The Bloomberg Center for Physics and Astronomy acquired something unexpected last month: art. The portrait exhibition The Fascination of Science features some of today’s most prominent scientists and their hands decorated with illustrations related to their work, which varies from DNA modification technology to aliens.
Created by Herlinde Koelbl, a German artist, author and filmmaker, the exhibit was sponsored by the Embassy of the Federal Republic of Germany in D.C. with contributions from the Max Kade Center for Modern German Thought and Women of Whiting. It will be available for observation until March 18 and is located in the lobby of the building.
In an interview with The News-Letter, Koelbl said she hopes her exhibit will inspire students to pursue science. The portraits are intended to contribute to Koelbl’s goal with the project — to bring science to a wider audience — by showing the personalities behind the biggest scientific discoveries in recent times.
“Normally, scientists are photographed as very serious people,” Koelbl said. “Most of them are quite old; they’re successful people. I wanted to show a new face of science.”
According to Visiting Assistant Professor of History Victoria Harms, co-moderator of a roundtable discussion on the exhibit, the artwork made its way to Hopkins at the request of the German Embassy, which believed that Hopkins would be an ideal place to display the portraits because of the University’s culture surrounding science and curiosity.
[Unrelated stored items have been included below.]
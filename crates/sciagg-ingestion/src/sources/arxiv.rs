//! arXiv export API client.
//!
//! Endpoint: http://export.arxiv.org/api/query (Atom feed)
//! Topics are mapped onto arXiv categories where a mapping exists and always
//! searched as title/abstract phrases.

use async_trait::async_trait;
use chrono::{DateTime, NaiveDate};
use quick_xml::events::{BytesStart, Event};
use quick_xml::Reader;
use sciagg_common::config::SourceKeys;
use sciagg_common::text::collapse_whitespace;
use sciagg_common::{Article, Source};
use tracing::{debug, instrument, warn};

use super::{parse_iso_date, ArticleSource, HarvestQuery};
use crate::error::{HarvestError, Result};
use crate::http::HttpClient;

const MAX_PAGE_SIZE: usize = 100;
const MAX_PAGES: usize = 20;
const DEFAULT_CATEGORIES: &str = "q-bio.QM OR cs.CE OR stat.AP";

/// Topic (lowercase) → arXiv category expression.
const CATEGORY_MAP: &[(&str, &str)] = &[
    ("bioinformatics",              "q-bio.QM OR cs.CE OR stat.AP"),
    ("computational biology",       "q-bio.QM OR cs.CE"),
    ("programming biology",         "q-bio.QM OR cs.CE"),
    ("biological data analysis",    "q-bio.QM OR stat.AP"),
    ("plant-microbe interactions",  "q-bio.PE OR q-bio.MN"),
    ("plant microorganism",         "q-bio.PE OR q-bio.MN"),
    ("scientific education",        "physics.ed-ph"),
    ("science education",           "physics.ed-ph"),
    ("science communication",       "physics.soc-ph"),
];

pub struct ArxivClient {
    http: HttpClient,
    base_url: String,
}

impl ArxivClient {
    pub fn new(keys: &SourceKeys) -> Result<Self> {
        Ok(Self {
            http: HttpClient::new(Source::Arxiv, keys.rate_limit)?,
            base_url: keys.base_url.clone(),
        })
    }

    /// Point the client at another endpoint (used against local test servers).
    pub fn with_base_url(mut self, base_url: impl Into<String>) -> Self {
        self.base_url = base_url.into();
        self
    }
}

#[async_trait]
impl ArticleSource for ArxivClient {
    fn source(&self) -> Source {
        Source::Arxiv
    }

    #[instrument(skip(self), fields(topics = query.topics.len()))]
    async fn search(&self, query: &HarvestQuery) -> Result<Vec<Article>> {
        let search_query = build_search_query(&query.topics);
        let mut articles: Vec<Article> = Vec::new();
        let mut start = 0usize;

        for page in 0..MAX_PAGES {
            if articles.len() >= query.max_results {
                break;
            }
            let page_size = (query.max_results - articles.len()).min(MAX_PAGE_SIZE);
            let params = vec![
                ("search_query", search_query.clone()),
                ("start", start.to_string()),
                ("max_results", page_size.to_string()),
                ("sortBy", "submittedDate".to_string()),
                ("sortOrder", "descending".to_string()),
            ];

            let xml = self.http.get_text(&self.base_url, &params).await?;
            let entries = parse_feed(&xml)?;
            let fetched = entries.len();
            // Newest first: one entry older than the window ends the search.
            let mut past_window = false;
            for entry in entries {
                if query.accepts_date(entry.publication_date) {
                    articles.push(entry);
                } else {
                    past_window = true;
                }
            }
            start += fetched;
            debug!(page, fetched, kept = articles.len(), "arXiv page parsed");
            if fetched < page_size || past_window {
                break;
            }
        }

        articles.truncate(query.max_results);
        Ok(articles)
    }
}

// ── Query ────────────────────────────────────────────────────────────────────

fn categories_for(topic: &str) -> Option<&'static str> {
    let topic = topic.trim().to_lowercase();
    CATEGORY_MAP
        .iter()
        .find(|(name, _)| *name == topic)
        .map(|(_, cats)| *cats)
}

/// Build the `search_query` expression for a topic list.
pub fn build_search_query(topics: &[String]) -> String {
    let mut parts = Vec::new();
    for topic in topics.iter().map(|t| t.trim()).filter(|t| !t.is_empty()) {
        if let Some(cats) = categories_for(topic) {
            parts.push(format!("(cat:({cats}))"));
        }
        parts.push(format!("(ti:\"{topic}\" OR abs:\"{topic}\")"));
    }

    if parts.is_empty() {
        format!("cat:({DEFAULT_CATEGORIES})")
    } else {
        parts.join(" OR ")
    }
}

// ── Atom parsing ─────────────────────────────────────────────────────────────

#[derive(Debug, Clone, Copy, PartialEq, Eq)]
enum Field {
    None,
    Id,
    Title,
    Summary,
    Published,
    AuthorName,
    Affiliation,
    Doi,
}

#[derive(Default)]
struct EntryDraft {
    id_url: String,
    title: String,
    summary: String,
    published: String,
    authors: Vec<String>,
    affiliations: Vec<String>,
    doi: Option<String>,
    categories: Vec<String>,
}

impl EntryDraft {
    fn into_article(self) -> Option<Article> {
        let id_url = self.id_url.trim().to_string();
        let external_id = id_url.rsplit('/').next().unwrap_or_default().to_string();
        if external_id.is_empty() {
            warn!("Skipping arXiv entry without id");
            return None;
        }
        let title = collapse_whitespace(&self.title);
        if title.is_empty() {
            warn!(external_id, "Skipping arXiv entry with empty title");
            return None;
        }

        let mut article = Article::new(Source::Arxiv, external_id, title);
        article.url = id_url;
        article.abstract_text = collapse_whitespace(&self.summary);
        article.authors = self.authors;
        article.doi = self.doi.filter(|d| !d.is_empty());
        article.topics = self.categories;
        article.publication_date = parse_published(&self.published);

        let mut institutions: Vec<String> = Vec::new();
        for aff in self.affiliations {
            if !institutions.contains(&aff) {
                institutions.push(aff);
            }
        }
        article.institutions = institutions;
        Some(article)
    }
}

fn parse_published(value: &str) -> Option<NaiveDate> {
    DateTime::parse_from_rfc3339(value.trim())
        .map(|dt| dt.date_naive())
        .ok()
        .or_else(|| parse_iso_date(value))
}

fn category_term(e: &BytesStart<'_>) -> Option<String> {
    e.try_get_attribute("term")
        .ok()
        .flatten()
        .and_then(|attr| attr.unescape_value().ok())
        .map(|v| v.trim().to_string())
        .filter(|v| !v.is_empty())
}

/// Parse an arXiv Atom feed. Entries without an id or title are skipped.
pub fn parse_feed(xml: &str) -> Result<Vec<Article>> {
    let mut articles = Vec::new();
    let mut reader = Reader::from_str(xml);
    reader.config_mut().trim_text(true);

    let mut current: Option<EntryDraft> = None;
    let mut field = Field::None;
    let mut text = String::new();
    let mut buf = Vec::new();
    let mut saw_feed = false;

    loop {
        match reader.read_event_into(&mut buf) {
            Ok(Event::Start(ref e)) => {
                match e.name().as_ref() {
                    b"feed"  => saw_feed = true,
                    b"entry" => current = Some(EntryDraft::default()),
                    b"category" => {
                        if let (Some(entry), Some(term)) = (current.as_mut(), category_term(e)) {
                            entry.categories.push(term);
                        }
                    }
                    name if current.is_some() => {
                        field = match name {
                            b"id"                => Field::Id,
                            b"title"             => Field::Title,
                            b"summary"           => Field::Summary,
                            b"published"         => Field::Published,
                            b"name"              => Field::AuthorName,
                            b"arxiv:affiliation" => Field::Affiliation,
                            b"arxiv:doi"         => Field::Doi,
                            _                    => Field::None,
                        };
                        text.clear();
                    }
                    _ => {}
                }
            }
            Ok(Event::Empty(ref e)) => {
                if e.name().as_ref() == b"category" {
                    if let (Some(entry), Some(term)) = (current.as_mut(), category_term(e)) {
                        entry.categories.push(term);
                    }
                }
            }
            Ok(Event::Text(ref e)) => {
                if field != Field::None {
                    let chunk = e.unescape().unwrap_or_default();
                    if !text.is_empty() {
                        text.push(' ');
                    }
                    text.push_str(&chunk);
                }
            }
            Ok(Event::End(ref e)) => {
                if e.name().as_ref() == b"entry" {
                    if let Some(article) = current.take().and_then(EntryDraft::into_article) {
                        articles.push(article);
                    }
                    field = Field::None;
                } else if let Some(entry) = current.as_mut() {
                    let value = text.trim().to_string();
                    match field {
                        Field::Id          => entry.id_url = value,
                        Field::Title       => entry.title = value,
                        Field::Summary     => entry.summary = value,
                        Field::Published   => entry.published = value,
                        Field::AuthorName  if !value.is_empty() => entry.authors.push(value),
                        Field::Affiliation if !value.is_empty() => entry.affiliations.push(value),
                        Field::Doi         => entry.doi = Some(value),
                        _ => {}
                    }
                    field = Field::None;
                    text.clear();
                }
            }
            Ok(Event::Eof) => break,
            Err(e) => {
                if articles.is_empty() {
                    return Err(HarvestError::Parse {
                        origin: Source::Arxiv,
                        message: e.to_string(),
                    });
                }
                warn!("arXiv XML parse error after {} entries: {}", articles.len(), e);
                break;
            }
            _ => {}
        }
        buf.clear();
    }

    if !saw_feed {
        return Err(HarvestError::Parse {
            origin: Source::Arxiv,
            message: "response is not an Atom feed".to_string(),
        });
    }
    Ok(articles)
}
Each photo is paired with a quote from the scientist’s interview with Koelbl. In each interview, some of which can be viewed on YouTube, the scientists discuss their backgrounds and summarize their research in terms a general audience can understand. Koelbl asks them questions that aim to describe the scientist as a person and discover how each interviewee became the scientist they are today.
While the unique, casual poses in the portraits humanize the scientists, Koelbl argues that the interviews make them more relatable.
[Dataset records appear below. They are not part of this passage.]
//! Crossref works search client.
//!
//! API: https://api.crossref.org/works
//! Polite pool: pass `mailto` (see Crossref etiquette).

use async_trait::async_trait;
use chrono::NaiveDate;
use sciagg_common::config::SourceKeys;
use sciagg_common::text::strip_markup;
use sciagg_common::{Article, Source};
use serde_json::Value;
use tracing::{debug, instrument, warn};

use super::{first_str, ArticleSource, HarvestQuery};
use crate::error::Result;
use crate::http::HttpClient;

const MAX_ROWS: usize = 100;
const MAX_PAGES: usize = 20;
const FALLBACK_QUERY: &str = "bioinformatics OR \"computational biology\"";

pub struct CrossrefClient {
    http: HttpClient,
    base_url: String,
    mailto: Option<String>,
}

impl CrossrefClient {
    pub fn new(keys: &SourceKeys) -> Result<Self> {
        Ok(Self {
            http: HttpClient::new(Source::Crossref, keys.rate_limit)?,
            base_url: keys.base_url.trim_end_matches('/').to_string(),
            mailto: keys.mailto.clone(),
        })
    }

    pub fn with_base_url(mut self, base_url: impl Into<String>) -> Self {
        self.base_url = base_url.into().trim_end_matches('/').to_string();
        self
    }
}

#[async_trait]
impl ArticleSource for CrossrefClient {
    fn source(&self) -> Source {
        Source::Crossref
    }

    #[instrument(skip(self), fields(topics = query.topics.len()))]
    async fn search(&self, query: &HarvestQuery) -> Result<Vec<Article>> {
        let (from, _) = query.date_window();
        let search_query = build_search_query(&query.topics);
        let url = format!("{}/works", self.base_url);
        let mut articles: Vec<Article> = Vec::new();
        let mut offset = 0usize;

        for page in 0..MAX_PAGES {
            if articles.len() >= query.max_results {
                break;
            }
            let rows = (query.max_results - articles.len()).min(MAX_ROWS);
            let mut params = vec![
                ("query", search_query.clone()),
                ("rows", rows.to_string()),
                ("offset", offset.to_string()),
                ("sort", "published".to_string()),
                ("order", "desc".to_string()),
            ];
            if query.days_back > 0 {
                params.push(("filter", format!("from-pub-date:{}", from.format("%Y-%m-%d"))));
            }
            if let Some(mailto) = &self.mailto {
                params.push(("mailto", mailto.clone()));
            }

            let body = self.http.get_json(&url, &params).await?;
            let items = body["message"]["items"].as_array().cloned().unwrap_or_default();
            articles.extend(items.iter().filter_map(work_to_article));
            offset += items.len();
            debug!(page, fetched = items.len(), kept = articles.len(), "Crossref page parsed");
            if items.len() < rows {
                break;
            }
        }

        articles.truncate(query.max_results);
        Ok(articles)
    }
}

pub fn build_search_query(topics: &[String]) -> String {
    let quoted: Vec<String> = topics
        .iter()
        .map(|t| t.trim())
        .filter(|t| !t.is_empty())
        .map(|t| format!("\"{t}\""))
        .collect();
    if quoted.is_empty() {
        FALLBACK_QUERY.to_string()
    } else {
        quoted.join(" OR ")
    }
}

// ── Conversion ───────────────────────────────────────────────────────────────

fn date_parts(value: &Value) -> Option<NaiveDate> {
    let parts = value["date-parts"].as_array()?.first()?.as_array()?;
    let year  = parts.first()?.as_i64()? as i32;
    let month = parts.get(1).and_then(|m| m.as_u64()).unwrap_or(1) as u32;
    let day   = parts.get(2).and_then(|d| d.as_u64()).unwrap_or(1) as u32;
    NaiveDate::from_ymd_opt(year, month, day)
}

/// Convert one `message.items[]` work. Works without a DOI are skipped.
pub fn work_to_article(work: &Value) -> Option<Article> {
    let doi = work["DOI"].as_str().map(str::trim).filter(|d| !d.is_empty())?;

    let title = first_str(&work["title"]).map(|t| strip_markup(&t)).unwrap_or_default();
    if title.is_empty() {
        warn!(doi, "Skipping Crossref work with empty title");
        return None;
    }

    let mut article = Article::new(Source::Crossref, doi, title);
    article.doi = Some(doi.to_string());
    article.url = work["URL"]
        .as_str()
        .map(String::from)
        .unwrap_or_else(|| format!("https://doi.org/{doi}"));
    // Abstracts arrive as JATS XML snippets.
    article.abstract_text = work["abstract"].as_str().map(strip_markup).unwrap_or_default();

    for author in work["author"].as_array().into_iter().flatten() {
        let given  = author["given"].as_str().unwrap_or("").trim();
        let family = author["family"].as_str().unwrap_or("").trim();
        let name = format!("{given} {family}").trim().to_string();
        if !name.is_empty() {
            article.authors.push(name);
        }
        for aff in author["affiliation"].as_array().into_iter().flatten() {
            if let Some(inst) = aff["name"].as_str().map(str::trim).filter(|s| !s.is_empty()) {
                if !article.institutions.iter().any(|i| i == inst) {
                    article.institutions.push(inst.to_string());
                }
            }
        }
    }

    article.publication_date = date_parts(&work["published-print"])
        .or_else(|| date_parts(&work["published-online"]))
        .or_else(|| date_parts(&work["issued"]));

    article.topics = work["subject"]
        .as_array()
        .map(|subjects| {
            subjects
                .iter()
                .filter_map(|s| s.as_str().map(String::from))
                .collect()
        })
        .unwrap_or_default();
    if article.topics.is_empty() {
        article.topics.push(work["type"].as_str().unwrap_or("article").to_string());
    }

    Some(article)
}

#[cfg(test)]
mod tests {
    use super::*;
    use serde_json::json;

    #[test]
    fn test_work_to_article() {
        let work = json!({
            "DOI": "10.1101/2024.01.01.123456",
            "title": ["Single-cell atlas of the root"],
            "abstract": "<jats:p>We profile <jats:italic>Arabidopsis</jats:italic> roots.</jats:p>",
            "author": [
                {"given": "Barbara", "family": "McClintock",
                 "affiliation": [{"name": "Cold Spring Harbor Laboratory"}]},
                {"family": "Mendel"}
            ],
            "published-online": {"date-parts": [[2024, 1, 4]]},
            "issued": {"date-parts": [[2024]]},
            "type": "journal-article"
        });

        let a = work_to_article(&work).unwrap();
        assert_eq!(a.id, "crossref:10.1101/2024.01.01.123456");
        assert_eq!(a.url, "https://doi.org/10.1101/2024.01.01.123456");
        assert_eq!(a.abstract_text, "We profile Arabidopsis roots.");
        assert_eq!(a.authors, vec!["Barbara McClintock", "Mendel"]);
        assert_eq!(a.institutions, vec!["Cold Spring Harbor Laboratory"]);
        assert_eq!(a.publication_date, NaiveDate::from_ymd_opt(2024, 1, 4));
        assert_eq!(a.topics, vec!["journal-article"]);
    }

    #[test]
    fn test_work_without_doi_is_skipped() {
        assert!(work_to_article(&json!({"title": ["x"]})).is_none());
    }

    #[test]
    fn test_issued_year_only() {
        let work = json!({"DOI": "10.1/x", "title": ["T"], "issued": {"date-parts": [[2023]]},
                          "subject": ["Genetics"]});
        let a = work_to_article(&work).unwrap();
        assert_eq!(a.publication_date, NaiveDate::from_ymd_opt(2023, 1, 1));
        assert_eq!(a.topics, vec!["Genetics"]);
    }

    #[test]
    fn test_query_quotes_topics() {
        let q = build_search_query(&["genomics".into(), "machine learning".into()]);
        assert_eq!(q, "\"genomics\" OR \"machine learning\"");
    }
}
“Very often, the scientists, they live in a little closed world, like an ivory tower,” Koelbl said. “It’s a world of their own, and I thought it would be so important to make science visible to society.”
A major theme across the interviews that struck both Koelbl and Harms was the scientists’ descriptions of failure, a less-celebrated part of scientific discovery and something that affects scientists and non-scientists alike.
While conducting the interviews, Koelbl realized that scientists face failure quite often, but they accept it as a necessary part of the scientific process.
“[One of the scientists] told me, ‘If you see things as failures, then it’s really a failure. But if you see it as a new knowledge, then you will get further on,’” Koelbl said.
Harms wrote in an email to The News-Letter that the University’s mission with the exhibit is to highlight the need for and benefits of diversity in the scientific community. She emphasized this principle in an interview with The News-Letter.
“Questions about urban public health and so forth that have really become so important during the pandemic — we've not answered some of these most pressing questions, actually,” Harms said. “Much of it has to do with the fact that we don’t have enough diversity among our scientists.”
Koelbl also briefly discussed diversity in science, which she hopes her artwork will help promote. Her artwork displays current scientists’ motivation for entering the field, which she believes has the potential to inspire students of all backgrounds to pursue science.
“When, for instance, Frances Arnold — she’s one of the Nobel laureates — or some others when they were in science, it was really tough for them as women to make their way up to the top,” she said. “So I wanted to show what inspired them to choose science.”
With her project, Koelbl wants to introduce a new way of thinking about science, a way that involves empathy and artistry. She feels her exhibit demonstrates that viewing science through art highlights the scientists over the science, the personalities over the discoveries.
“You could see it on [the scientists’] faces how lively they were suddenly,” Koelbl said. “So the scientists are now shown in a different way, a more sympathetic and lively way. It’s a new idea, to have their philosophy or formula on their hand; that’s really unusual.”